Tuesday, January 01, 2008

Remembering Margot Lucoff, Part III

(Continued from January 1st posts)

Margot Lucoff received her B.A. in Humanities and Classic Languages at U.C. Berkeley in 1976, and in 1979 earned an M. Litt. in Near Eastern Studies at the University of Durham, England, and then returned to Berkeley to complete a MLIS (Masters of Library and Information Science) in 1980. She worked as a cataloging librarian at the Berkeley Public Library (BPL) from 1984 until her death in July 2004.

Margot Lucoff, April 2004 (shown here holding
the child of
an acquaintance). Photo: Colleen Fawley.

In continuing this tribute to Margot, I'd like to pass along some stories about Margot shared by her fellow staff members at BPL:

I first met Margot walking around old Berkeley Public Library. We were both wearing long flowery dresses and Birkenstocks with socks and both had our long hair "styled" the same way. We pointed at each other and said, "Hey, I know we're going to be friends." - N. N.

About 10 years ago Margot was grieving the loss of her mother. She felt the pain of her loss very intensely. She came up with a very creative idea for dealing with her pain. she asked others to share it. She parceled out 12 months and asked 12 friends to each accept one month of her grieving period... I volunteered to become Margot's September support for as many Septembers as she might need the support... - J. E.

I vividly remember when we were at [the old Berkeley Public Library] and Reference got int the new edition of the Oxford English Dictionary. Margot had wanted it all her life, and arranged to buy the old set from the Friends [Friends of the Library]. She was dizzy for days with the glory of it, and would answer the phone: "Hello, this is Margot, I own the OED!" - S. H.

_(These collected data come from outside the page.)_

// on_error.rs - Fail-safe policy for calls to external collaborators
//
// Content moderation is the main user: a moderation outage should not block
// experiment or evaluator authoring unless the operator asks for that.

use serde::{Deserialize, Serialize};

/// What to do when a collaborator call fails (as opposed to answering "no").
#[derive(Debug, Clone, Copy, PartialEq, Eq, Default, Serialize, Deserialize)]
#[serde(rename_all = "snake_case")]
pub enum ErrorPolicy {
    /// Fail-closed: refuse the operation.
    Block,

    /// Fail-open: proceed and log a fail-safe event.
    #[default]
    Allow,
}

impl ErrorPolicy {
    pub fn blocks_on_error(&self) -> bool {
        matches!(self, ErrorPolicy::Block)
    }

    pub fn allows_on_error(&self) -> bool {
        matches!(self, ErrorPolicy::Allow)
    }

    pub fn apply_to_error(&self, error: &dyn std::fmt::Display) -> ErrorPolicyResult {
        match self {
            ErrorPolicy::Block => ErrorPolicyResult::Blocked {
                reason: format!("collaborator error (fail-closed): {}", error),
            },
            ErrorPolicy::Allow => ErrorPolicyResult::Allowed {
                warning: format!("collaborator error (fail-open): {}", error),
            },
        }
    }
}

#[derive(Debug, Clone, PartialEq, Eq)]
pub enum ErrorPolicyResult {
    Blocked { reason: String },
    Allowed { warning: String },
}

impl ErrorPolicyResult {
    pub fn is_allowed(&self) -> bool {
        matches!(self, ErrorPolicyResult::Allowed { .. })
    }

    pub fn message(&self) -> &str {
        match self {
            ErrorPolicyResult::Blocked { reason } => reason,
            ErrorPolicyResult::Allowed { warning } => warning,
        }
    }
}

/// Logs a fail-safe trigger as a structured event.
pub fn log_fail_safe(reason: &str, operation: &str) {
    tracing::warn!(
        event = "loopeval.failsafe.triggered",
        reason = %reason,
        operation = %operation,
        action = "allowed",
        "Fail-safe triggered: {}", reason
    );
}

#[cfg(test)]
mod tests {
    use super::*;

    #[test]
    fn test_default_is_fail_open() {
        assert_eq!(ErrorPolicy::default(), ErrorPolicy::Allow);
        assert!(ErrorPolicy::default().allows_on_error());
    }

    #[test]
    fn test_apply_to_error() {
        let err = anyhow::anyhow!("connection reset");
        let blocked = ErrorPolicy::Block.apply_to_error(&err);
        assert!(!blocked.is_allowed());
        assert!(blocked.message().contains("fail-closed"));
        let allowed = ErrorPolicy::Allow.apply_to_error(&err);
        assert!(allowed.is_allowed());
        assert!(allowed.message().contains("connection reset"));
    }

    #[test]
    fn test_serde_names() {
        let p: ErrorPolicy = serde_json::from_str("\"block\"").unwrap();
        assert_eq!(p, ErrorPolicy::Block);
        assert_eq!(serde_json::to_string(&ErrorPolicy::Allow).unwrap(), "\"allow\"");
    }
}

BPL compiled a binder/album in which the library staff have contributed memories, stories, or poems, entitled: "Hello, Sunshine: Memories of Margot."[1]

Margot's synagogue, Netivot Shalom, at 1316 University in Berkeley, also has a commemorative project. The last year or so of her life, Margot was in a quilt group of about six or seven women that made quilts on Jewish themes. The group had just started a project when she died, and they turned it into a memorial to her, putting on names of her family members, her e-mail address, and the message from her answering machine and other things that reminded them of Margot. It is currently hanging in the synagogue library. [2]

The number and quality of tributes to Margot suggest the number of lives she touched in a special way. She was a true ray of sunshine, as the so-named "Hello Sunshine" book of memories at BPL suggests: positive, supportive, academic, enthusiastic, and in awe of life and learning--a role model to many.

[1] Berkely Public Library Staff News, Summer 2004.
[2] Diane Berbaum, Netivot Shalom


  1. Thanks Chery for another installment on Margot's story.

    When you mentioned the memorial booklet entitled "Hello, Sunshine: Memories of Margot" it made me think of a similar item I own. It is for a co-worker from one of my former law firms who suffered from depression and died unexpectedly.

    The booklet is filled with her "isms" - little sayings, jokes, etc. Whenever I need a lift, I take it out, read a bit and then I remember Alex.

    Also, as I've said before, while pure genealogists or family historians may scoff at a post about a friend rather than family, I like that you've included Margot. Obviously she had a great impact on you and she is one of your memories.

  2. Hi Thomas - Thanks, I agree with you. As we write about the history and social influences of our family and ancestors, are we not to include ourselves, too? As I mentioned in a previous post, friends are family who have been invited in by the heart. And, it makes sense to record what we know before it is forgotten to time (like the problem regarding our ancestors...)

  3. I want to thank Chery for this very nice piece about my sister

    Bill Lucoff

  4. Bill,

    Long time, no see! I've tried to contact you several times, but did not have a proper e-mail. Thank you for commenting. Margot changed my world in many ways, and it was quite a shock to hear of her passing. I will miss her, always, but part of her lives on in what she taught me with her friendship.